October 1st, 2009
After last week’s co-manager reveal, we knew this was the next logical step. Michael doesn’t deal well sharing power, and Jim has never actually been in power and when he has been it’s been a pretty big disaster. So, when this episode begins, we find Michael and Jim in a power struggle that shows no signs of ending easily, and which confirms what we knew about both men.
That’s not a terrible plan for an episode, but it’s problematically reductive and didn’t end up bringing anything new to these characters. While it comes to some sort of conclusion, it doesn’t feel as if it really proves anything, and the comedy throughout the episode was too scattershot for me to really claim that the largely transitional episode was as well-executed as it could have been.
At least it was a great Oscar episode, right?
I don’t want to be too down on this episode, because it wasn’t terrible by any means: Michael wasn’t any more ridiculous than you’d expect him to be, some of his antics proving both ridiculous and hilarious (like his decision to have a meeting with “one of each”), and a scenario where nobody likes Jim has some potential. The issue is that we’ve already been there before, and it didn’t feel like any of this was particularly novel. I really liked Dwight’s reaction, stirring the coals in an effort to get Jim ousted, but other than his “Viva la Revolution” stylings it didn’t feel as if the reactions were as strong as they could have been. There was some decent subtle stuff, but the question of raises ended up turning the individual characters in the office into an angry mob, with only Dwight, Oscar and Kelly at all differentiating themselves.

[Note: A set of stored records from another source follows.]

use std::fs::File;

use anyhow::{bail, Context};
use time::{
    format_description::{self, parse},
    OffsetDateTime,
};
use tracing::{
    dispatcher,
    subscriber::{set_global_default, NoSubscriber},
    Level,
};
use tracing_subscriber::{fmt::writer::BoxMakeWriter, FmtSubscriber};

/// Sends every `tracing` event to a time-stamped file in the current directory.
pub fn init_logger() -> anyhow::Result<()> {
    if dispatcher::get_default(|current| !current.is::<NoSubscriber>()) {
        bail!(ALREADY_SET);
    }

    let file_name = get_log_file_name()?;
    let file = File::create(&file_name).with_context(|| format!("cannot create {file_name}"))?;
    let writer = BoxMakeWriter::new(file);
    let local_offset = time::UtcOffset::current_local_offset().unwrap_or(time::UtcOffset::UTC);
    let timer = tracing_subscriber::fmt::time::OffsetTime::new(
        local_offset,
        format_description::parse("[year]-[month]-[day] [hour]:[minute]:[second]")?,
    );

    let subscriber = FmtSubscriber::builder()
        .with_max_level(Level::TRACE)
        .with_ansi(false)
        .with_timer(timer)
        .with_writer(writer)
        .finish();

    set_global_default(subscriber).context(ALREADY_SET)
}

const ALREADY_SET: &str = "a global tracing subscriber is already set, consider disabling logs";

fn get_log_file_name() -> anyhow::Result<String> {
    let format = parse("[year]-[month]-[day]_[hour]:[minute]:[second]_dojo_log.txt")?;
    let now = OffsetDateTime::now_local().unwrap_or_else(|_| OffsetDateTime::now_utc());
    Ok(now.format(&format)?)
}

The big problem is the way the storyline is resolved, or not resolved. To some degree, the episode wants us to believe that the real problem here was Jim and Michael being unable to work together, but once Jim realizes how hard Michael’s job can be, and once Michael sees that Jim is just as uncomfortable as he is, they are able to bond over some gin from “World’s Best Boss” mugs. There’s a sense that they’re about to walk out of that office and present a united front, which would have been great to actually be able to see. Not resolving the COLA issues (which were well chosen for falling under both big picture/day-to-day, just to give them credit for that) makes it feel as if that wasn’t actually the real problem here, which undersells the characters’ frustration with Michael and Jim. The whole point of the conference room scenes was that they quickly spiralled into the bean counting game which was a complete and total farce, and that they needed to take it more seriously, but then the episode ends with them self-medicating?
It wasn’t helped that the episode had only the slightest of B-stories, one which was poor for two reasons. First, Pam’s quest to get money for the wedding never really hit a comic apex, as getting suckered in by Ryan wasn’t enough of a punchline for the somewhat meandering storyline (although, just so we’re clear, I’m writing “to love’s eternal glory” as the memo on my next cheque). It felt like a cheap reminder of the wedding, something that the show should be above. However, more problematically, it kept Pam out of the Jim/Michael storyline, where she would logically have had had something to say to Jim. It was a bizarre choice of a subplot, and one that I think was ultimately a mistake.
And yet, as noted above, I thought Kelly had a couple of fun lines in this one, and Oscar stole the show both with his narration of the battle between Jim and the employees and his talking ahead about how people thrive with two leaders. Combine with Dwight’s radicalism, and you have a few fun lines and clever scenes. Overall, though, the emphasis seemed off, and it’s definitely the season’s weakest episode thus far.
- To further prove that Oscar’s point is correct, there WERE actually two popes at one point (Avignon Papacy what up!), and that didn’t work so well. And thus ends today’s history lesson.
- Dwight’s epic hammerlock sequence, ending with $18,000 and a chance at the title, was just plain great.
- Love the use of Erin as the message girl: whether it was interrupting Dwight’s wrestling match, or Jim and Michael’s meeting, she did well in making interruptions pleasant and charming.
- Creed and Meredith? Ick.
- Michael’s drawing of Toby was a fun little throwaway, and I do enjoy when the show returns to that well.